Meta's Fundamental AI Research (FAIR) team is seeking a Research Engineer to join their SysML division, focusing on advancing artificial intelligence through innovative systems research. This role combines cutting-edge research with practical engineering to push the boundaries of AI systems.
The position involves working on fundamental advances in machine learning systems, with a focus on distributed training at unprecedented scales. You'll be developing and optimizing components like cuBLAS, cuDNN, and FlashAttention, while also working on training performance acceleration through hardware-software co-design.

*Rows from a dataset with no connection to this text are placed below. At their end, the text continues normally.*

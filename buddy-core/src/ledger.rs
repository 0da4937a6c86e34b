//! Ledger: ordered, append-only store of confirmed transactions.
//!
//! Canonical order is most-recent-first: `append` inserts at the head.
//!
//! Aggregates have different scopes:
//! - monthly spending / income: only transactions dated in the month of `as_of`,
//!   from the 1st up to and including `as_of`
//! - month spending for the budget check: the whole calendar month
//! - balance: the whole history

use chrono::NaiveDate;
use serde::{Deserialize, Serialize};

use crate::finance::{Transaction, TransactionType};
use crate::time::first_of_month;

#[derive(Debug, Clone, Default, PartialEq, Serialize, Deserialize)]
#[serde(transparent)]
pub struct Ledger {
    transactions: Vec<Transaction>,
}

impl Ledger {
    pub fn new() -> Self {
        Self::default()
    }

    /// Rebuild from a persisted sequence (already most-recent-first).
    pub fn from_transactions(transactions: Vec<Transaction>) -> Self {
        Self { transactions }
    }

    pub fn len(&self) -> usize {
        self.transactions.len()
    }

    pub fn is_empty(&self) -> bool {
        self.transactions.is_empty()
    }

    pub fn append(&mut self, transaction: Transaction) {
        debug_assert!(transaction.amount >= 0.0, "ledger amounts are stored unsigned");
        self.transactions.insert(0, transaction);
    }

    /// Most-recent-first view
    pub fn transactions(&self) -> &[Transaction] {
        &self.transactions
    }

    pub fn recent(&self, n: usize) -> &[Transaction] {
        &self.transactions[..n.min(self.transactions.len())]
    }

    pub fn get(&self, id: &str) -> Option<&Transaction> {
        self.transactions.iter().find(|t| t.id == id)
    }

    /// Attach advice to a confirmed transaction. Returns false if the id is unknown.
    pub fn set_advice(&mut self, id: &str, advice: impl Into<String>) -> bool {
        match self.transactions.iter_mut().find(|t| t.id == id) {
            Some(t) => {
                t.advice = Some(advice.into());
                true
            }
            None => false,
        }
    }

    pub fn monthly_spending(&self, as_of: NaiveDate) -> f64 {
        self.month_to_date(as_of, TransactionType::Expense)
    }

    pub fn monthly_income(&self, as_of: NaiveDate) -> f64 {
        self.month_to_date(as_of, TransactionType::Income)
    }

    /// Expenses dated anywhere in the calendar month of `day`.
    pub fn spending_in_month(&self, day: NaiveDate) -> f64 {
        let start = first_of_month(day);
        self.transactions
            .iter()
            .filter(|t| t.is_expense() && first_of_month(t.date) == start)
            .map(|t| t.amount.abs())
            .sum()
    }

    /// Lifetime running total: income adds, expense subtracts.
    pub fn current_balance(&self) -> f64 {
        self.transactions
            .iter()
            .fold(0.0, |balance, t| balance + t.signed_amount())
    }

    pub fn expense_count(&self) -> usize {
        self.transactions.iter().filter(|t| t.is_expense()).count()
    }

    fn month_to_date(&self, as_of: NaiveDate, kind: TransactionType) -> f64 {
        let start = first_of_month(as_of);
        self.transactions
            .iter()
            .filter(|t| t.kind == kind && t.date >= start && t.date <= as_of)
            .map(|t| t.amount.abs())
            .sum()
    }
}

#[cfg(test)]
mod tests {
    use super::*;
    use crate::finance::{Category, NewTransaction};

    fn d(y: i32, m: u32, day: u32) -> NaiveDate {
        NaiveDate::from_ymd_opt(y, m, day).unwrap()
    }

    fn txn(id: &str, amount: f64, kind: TransactionType, date: NaiveDate) -> Transaction {
        NewTransaction::new(amount, "test", Category::Other, kind, date)
            .unwrap()
            .confirm(id)
    }

    #[test]
    fn test_append_is_most_recent_first() {
        let mut ledger = Ledger::new();
        ledger.append(txn("a", 10.0, TransactionType::Expense, d(2026, 2, 1)));
        ledger.append(txn("b", 20.0, TransactionType::Expense, d(2026, 2, 2)));
        assert_eq!(ledger.transactions()[0].id, "b");
        assert_eq!(ledger.transactions()[1].id, "a");
        assert_eq!(ledger.recent(1).len(), 1);
        assert_eq!(ledger.recent(10).len(), 2);
    }

    #[test]
    fn test_spending_in_month_covers_the_whole_month() {
        let mut ledger = Ledger::new();
        ledger.append(txn("a", 250.0, TransactionType::Expense, d(2026, 2, 20)));
        ledger.append(txn("b", 30.0, TransactionType::Expense, d(2026, 1, 31)));
        ledger.append(txn("c", 500.0, TransactionType::Income, d(2026, 2, 2)));
        assert_eq!(ledger.spending_in_month(d(2026, 2, 5)), 250.0);
        assert_eq!(ledger.monthly_spending(d(2026, 2, 5)), 0.0);
        assert_eq!(ledger.spending_in_month(d(2026, 1, 1)), 30.0);
    }

    #[test]
    fn test_balance_income_minus_expense() {
        let mut ledger = Ledger::new();
        ledger.append(txn("a", 500.0, TransactionType::Income, d(2026, 2, 1)));
        ledger.append(txn("b", 200.0, TransactionType::Expense, d(2026, 2, 2)));
        assert_eq!(ledger.current_balance(), 300.0);
    }

    #[test]
    fn test_balance_is_lifetime_but_spending_is_monthly() {
        let mut ledger = Ledger::new();
        ledger.append(txn("old", 100.0, TransactionType::Expense, d(2025, 11, 3)));
        ledger.append(txn("new", 40.0, TransactionType::Expense, d(2026, 2, 3)));
        assert_eq!(ledger.current_balance(), -140.0);
        assert_eq!(ledger.monthly_spending(d(2026, 2, 10)), 40.0);
    }

    #[test]
    fn test_spending_excludes_prior_month_within_31_days() {
        let mut ledger = Ledger::new();
        // Jan 31 is only 3 days before Feb 3 but falls in the prior month.
        ledger.append(txn("jan", 75.0, TransactionType::Expense, d(2026, 1, 31)));
        ledger.append(txn("feb", 25.0, TransactionType::Expense, d(2026, 2, 1)));
        assert_eq!(ledger.monthly_spending(d(2026, 2, 3)), 25.0);
    }

    #[test]
    fn test_month_window_is_bounded_by_as_of() {
        let mut ledger = Ledger::new();
        ledger.append(txn("early", 10.0, TransactionType::Income, d(2026, 3, 5)));
        ledger.append(txn("late", 90.0, TransactionType::Income, d(2026, 3, 20)));
        assert_eq!(ledger.monthly_income(d(2026, 3, 5)), 10.0);
        assert_eq!(ledger.monthly_income(d(2026, 3, 31)), 100.0);
        assert_eq!(ledger.monthly_spending(d(2026, 3, 31)), 0.0);
    }

    #[test]
    fn test_set_advice() {
        let mut ledger = Ledger::new();
        ledger.append(txn("a", 10.0, TransactionType::Expense, d(2026, 2, 1)));
        assert!(ledger.set_advice("a", "Nice"));
        assert!(!ledger.set_advice("missing", "Nice"));
        assert_eq!(ledger.get("a").unwrap().advice.as_deref(), Some("Nice"));
    }
}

As a Research Engineer, you'll be responsible for conducting research that enables better understanding of various data modalities (images, video, text, audio) and developing more efficient AI systems. The role requires expertise in both theoretical machine learning and practical system implementation, with a focus on scalability and sustainability.
The ideal candidate should have at least 4 years of industry experience with a Master's degree in Computer Science or related field. Strong programming skills in languages like Python, C++, Rust, and familiarity with PyTorch are essential. Experience with large-scale machine learning systems and optimization is crucial.
Meta offers a competitive compensation package ranging from $70,670 to $208,000 annually, plus bonus and equity opportunities. The position is based in Menlo Park, CA, at Meta's headquarters, where you'll work with world-class researchers and engineers in the FAIR team.
This role offers the unique opportunity to contribute to cutting-edge AI research while implementing solutions that can be deployed at Meta's massive scale. You'll be at the forefront of developing sustainable and efficient AI systems that could shape the future of machine learning technology.
The position combines research publication opportunities with practical implementation, making it ideal for those who want to bridge the gap between academic research and industry application. You'll work on problems that require both theoretical insight and engineering expertise, with the resources and scale that only Meta can provide.